RECORD SET Start Marker
//! Unbounded FIFO queue with blocking semantics.
//!
//! **Complexity**
//! - `add`, `next`, and `try_next` complete in `O(1)`.
//! - `destroy` is `O(n)` where `n` is the number of buffered items.
//!
//! **Panic Safety**
//! - Internal mutex poisoning is recovered transparently so that operations can
//!   proceed after a panic in another thread.
//!
//! **Semantics of `destroy()`**
//! - Buffered items are discarded, blocked consumers are released with `None`
//!   and later `add` calls hand their item back.
//! - The operation is idempotent; repeated calls have no additional effect.

use std::collections::VecDeque;
use std::sync::{Arc, Condvar, Mutex, MutexGuard};

use crate::config::QueueConfig;
use crate::error::QueueError;
use crate::metrics::{QueueMetrics, QueueMetricsSnapshot};
use crate::Queue;

struct Inner<T> {
    queue: VecDeque<T>,
    destroyed: bool,
}

struct State<T> {
    inner: Mutex<Inner<T>>,
    not_empty: Condvar,
    config: QueueConfig,
    metrics: QueueMetrics,
}

impl<T> State<T> {
    fn new(config: QueueConfig) -> Self {
        Self {
            inner: Mutex::new(Inner { queue: VecDeque::new(), destroyed: false }),
            not_empty: Condvar::new(),
            config,
            metrics: QueueMetrics::new(),
        }
    }

    fn lock(&self) -> MutexGuard<'_, Inner<T>> {
        match self.inner.lock() {
            Ok(guard) => guard,
            Err(poisoned) => poisoned.into_inner(),
        }
    }

    fn wait_not_empty<'a>(&self, guard: MutexGuard<'a, Inner<T>>) -> MutexGuard<'a, Inner<T>> {
        match self.not_empty.wait(guard) {
            Ok(guard) => guard,
            Err(poisoned) => poisoned.into_inner(),
        }
    }
}

/// Thread-safe unbounded FIFO queue.
///
/// All methods take `&self`; clones share the same queue.
///
/// ```
/// use std::thread;
///
/// use airtime_queue::SimpleQueue;
///
/// let queue = SimpleQueue::new();
/// let worker = {
///     let queue = queue.clone();
///     thread::spawn(move || queue.next())
/// };
///
/// queue.add(1).unwrap();
/// assert_eq!(worker.join().unwrap(), Some(1));
///
/// queue.destroy();
/// assert_eq!(queue.next(), None);
/// ```
pub struct SimpleQueue<T> {
    state: Arc<State<T>>,
}

impl<T> Clone for SimpleQueue<T> {
    fn clone(&self) -> Self {
        Self { state: Arc::clone(&self.state) }
    }
}

impl<T> Default for SimpleQueue<T> {
    fn default() -> Self {
        Self::new()
    }
}

impl<T> SimpleQueue<T> {
    /// Creates an empty queue.
    #[must_use]
    pub fn new() -> Self {
        Self::with_config(QueueConfig::default())
    }

    /// Creates an empty queue with the given configuration.
    #[must_use]
    pub fn with_config(config: QueueConfig) -> Self {
        Self { state: Arc::new(State::new(config)) }
    }

    /// Appends `item` to the tail and wakes one waiting consumer.
    ///
    /// # Errors
    /// Returns [`QueueError::Destroyed`] with the item when the queue has been
    /// destroyed.
    pub fn add(&self, item: T) -> Result<(), QueueError<T>> {
        let mut guard = self.state.lock();
        if guard.destroyed {
            drop(guard);
            self.state.metrics.record_rejection();
            tracing::warn!(
                queue = %self.state.config.name,
                operation = "add",
                "rejected: queue has been destroyed"
            );
            return Err(QueueError::Destroyed(item));
        }
        guard.queue.push_back(item);
        let pending = guard.queue.len();
        drop(guard);
        self.state.not_empty.notify_one();

        self.state.metrics.record_add(pending);
        tracing::debug!(queue = %self.state.config.name, pending, "item queued");
        Ok(())
    }

    /// Removes the head, blocking until an item is available.
    ///
    /// Returns `None` once the queue is destroyed.
    pub fn next(&self) -> Option<T> {
        let mut guard = self.state.lock();
        loop {
            if guard.destroyed {
                return None;
            }
            if let Some(item) = guard.queue.pop_front() {
                let pending = guard.queue.len();
                drop(guard);
                self.delivered(pending);
                return Some(item);
            }
            guard = self.state.wait_not_empty(guard);
            tracing::trace!(queue = %self.state.config.name, "consumer woke up");
        }
    }

    /// Removes the head without blocking.
    #[must_use]
    pub fn try_next(&self) -> Option<T> {
        let mut guard = self.state.lock();
        if guard.destroyed {
            return None;
        }
        let item = guard.queue.pop_front()?;
        let pending = guard.queue.len();
        drop(guard);
        self.delivered(pending);
        Some(item)
    }

    fn delivered(&self, pending: usize) {
        self.state.metrics.record_delivery(pending);
        tracing::debug!(queue = %self.state.config.name, pending, "item delivered");
    }

    /// Returns the current item count.
    #[must_use]
    pub fn len(&self) -> usize {
        self.state.lock().queue.len()
    }

    /// Returns `true` when the queue has no items.
    #[must_use]
    pub fn is_empty(&self) -> bool {
        self.len() == 0
    }

    /// Discards buffered items and wakes all waiters with `None`.
    pub fn destroy(&self) {
        let mut guard = self.state.lock();
        if guard.destroyed {
            return;
        }
        guard.destroyed = true;
        let discarded = guard.queue.len();
        guard.queue.clear();
        drop(guard);
        self.state.not_empty.notify_all();

        self.state.metrics.record_destroy();
        tracing::debug!(queue = %self.state.config.name, discarded, "queue destroyed");
    }

    /// Alias for [`SimpleQueue::destroy`].
    pub fn clean(&self) {
        self.destroy();
    }

    /// Returns `true` if [`destroy`](Self::destroy) has been called.
    #[must_use]
    pub fn is_destroyed(&self) -> bool {
        self.state.lock().destroyed
    }

    /// Current counters.
    #[must_use]
    pub fn metrics(&self) -> QueueMetricsSnapshot {
        self.state.metrics.snapshot()
    }

    /// The configuration the queue was built with.
    #[must_use]
    pub fn config(&self) -> &QueueConfig {
        &self.state.config
    }
}

impl<T> Queue for SimpleQueue<T> {
    type Item = T;

    fn next(&self) -> Option<T> {
        SimpleQueue::next(self)
    }

    fn is_empty(&self) -> bool {
        SimpleQueue::is_empty(self)
    }

    fn len(&self) -> usize {
        SimpleQueue::len(self)
    }

    fn destroy(&self) {
        SimpleQueue::destroy(self);
    }

    fn is_destroyed(&self) -> bool {
        SimpleQueue::is_destroyed(self)
    }
}

#[cfg(test)]
mod tests {
    //! Unit tests for simple.
    use std::collections::HashSet;
    use std::sync::atomic::{AtomicUsize, Ordering};
    use std::thread;
    use std::time::Duration;

    use super::*;

    /// Validates `SimpleQueue::new` behavior for the state introspection
    /// helpers scenario.
    ///
    /// Assertions:
    /// - Confirms `queue.len()` equals `0`.
    /// - Ensures `queue.is_empty()` evaluates to true.
    /// - Ensures `queue.try_next().is_none()` evaluates to true.
    /// - Confirms `queue.len()` equals `2`.
    /// - Confirms items come back in FIFO order.
    #[test]
    fn test_state_introspection_helpers() {
        let queue = SimpleQueue::new();
        assert_eq!(queue.len(), 0);
        assert!(queue.is_empty());
        assert!(queue.try_next().is_none());

        queue.add(10).unwrap();
        queue.add(20).unwrap();
        assert_eq!(queue.len(), 2);
        assert!(!queue.is_empty());

        assert_eq!(queue.try_next(), Some(10));
        assert_eq!(queue.next(), Some(20));
        assert!(queue.is_empty());
        assert!(!queue.is_destroyed());
    }

    /// Validates `SimpleQueue::next` behavior for the blocked consumer
    /// scenario.
    ///
    /// Assertions:
    /// - Confirms the consumer receives the item added after it blocked.
    #[test]
    fn test_next_blocks_until_add() {
        let queue = SimpleQueue::new();
        let consumer = {
            let queue = queue.clone();
            thread::spawn(move || queue.next())
        };

        thread::sleep(Duration::from_millis(20));
        queue.add("payload").unwrap();
        assert_eq!(consumer.join().unwrap(), Some("payload"));
    }

    /// Validates `SimpleQueue::destroy` behavior for the waiter release
    /// scenario.
    ///
    /// Assertions:
    /// - Confirms every blocked consumer returns `None`.
    /// - Confirms buffered items are discarded.
    /// - Confirms `queue.add(3)` equals `Err(QueueError::Destroyed(3))`.
    #[test]
    fn test_destroy_releases_waiters() {
        let queue: SimpleQueue<u32> = SimpleQueue::new();
        let released = Arc::new(AtomicUsize::new(0));
        let handles: Vec<_> = (0..4)
            .map(|_| {
                let queue = queue.clone();
                let released = Arc::clone(&released);
                thread::spawn(move || {
                    assert_eq!(queue.next(), None);
                    released.fetch_add(1, Ordering::SeqCst);
                })
            })
            .collect();

        thread::sleep(Duration::from_millis(20));
        queue.destroy();
        for handle in handles {
            handle.join().unwrap();
        }
        assert_eq!(released.load(Ordering::SeqCst), 4);

        assert_eq!(queue.add(3), Err(QueueError::Destroyed(3)));
        assert!(queue.is_empty());
        queue.clean();
        assert!(queue.is_destroyed());
    }

    /// Validates `SimpleQueue::destroy` behavior for buffered items.
    ///
    /// Assertions:
    /// - Confirms `queue.next()` equals `None` even though items were queued.
    /// - Confirms the snapshot reports the destroy.
    #[test]
    fn test_destroy_discards_items() {
        let queue = SimpleQueue::with_config(QueueConfig::named("uplink"));
        queue.add('a').unwrap();
        queue.add('b').unwrap();
        queue.destroy();

        assert_eq!(queue.next(), None);
        assert_eq!(queue.try_next(), None);

        let snapshot = queue.metrics();
        assert!(snapshot.destroyed);
        assert_eq!(snapshot.total_added, 2);
        assert_eq!(snapshot.queue_depth_max, 2);
        assert_eq!(queue.config().name, "uplink");
    }

    /// Validates concurrent consumers receive distinct items.
    ///
    /// Assertions:
    /// - Confirms every produced item is consumed exactly once.
    #[test]
    fn test_concurrent_consumers_receive_distinct_items() {
        let queue = SimpleQueue::new();
        let consumers: Vec<_> = (0..4)
            .map(|_| {
                let queue = queue.clone();
                thread::spawn(move || {
                    let mut seen = Vec::new();
                    while let Some(item) = queue.next() {
                        seen.push(item);
                    }
                    seen
                })
            })
            .collect();

        for item in 0..200_u32 {
            queue.add(item).unwrap();
        }
        while !queue.is_empty() {
            thread::sleep(Duration::from_millis(1));
        }
        thread::sleep(Duration::from_millis(20));
        queue.destroy();

        let mut all = HashSet::new();
        let mut total = 0;
        for consumer in consumers {
            for item in consumer.join().unwrap() {
                all.insert(item);
                total += 1;
            }
        }
        assert_eq!(total, 200);
        assert_eq!(all.len(), 200);
    }
}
RECORD SET End Marker
From the very first line of the data through the line with "fn wait_not_empty<'a>(&self, guard: MutexGuard<'a, Inner<T>>)" in it, please reproduce each line exactly and output nothing more.

> [REPLY TO THE EXERCISE]:
//! Unbounded FIFO queue with blocking semantics.
//!
//! **Complexity**
//! - `add`, `next`, and `try_next` complete in `O(1)`.
//! - `destroy` is `O(n)` where `n` is the number of buffered items.
//!
//! **Panic Safety**
//! - Internal mutex poisoning is recovered transparently so that operations can
//!   proceed after a panic in another thread.
//!
//! **Semantics of `destroy()`**
//! - Buffered items are discarded, blocked consumers are released with `None`
//!   and later `add` calls hand their item back.
//! - The operation is idempotent; repeated calls have no additional effect.

use std::collections::VecDeque;
use std::sync::{Arc, Condvar, Mutex, MutexGuard};

use crate::config::QueueConfig;
use crate::error::QueueError;
use crate::metrics::{QueueMetrics, QueueMetricsSnapshot};
use crate::Queue;

struct Inner<T> {
    queue: VecDeque<T>,
    destroyed: bool,
}

struct State<T> {
    inner: Mutex<Inner<T>>,
    not_empty: Condvar,
    config: QueueConfig,
    metrics: QueueMetrics,
}

impl<T> State<T> {
    fn new(config: QueueConfig) -> Self {
        Self {
            inner: Mutex::new(Inner { queue: VecDeque::new(), destroyed: false }),
            not_empty: Condvar::new(),
            config,
            metrics: QueueMetrics::new(),
        }
    }

    fn lock(&self) -> MutexGuard<'_, Inner<T>> {
        match self.inner.lock() {
            Ok(guard) => guard,
            Err(poisoned) => poisoned.into_inner(),
        }
    }

    fn wait_not_empty<'a>(&self, guard: MutexGuard<'a, Inner<T>>) -> MutexGuard<'a, Inner<T>> {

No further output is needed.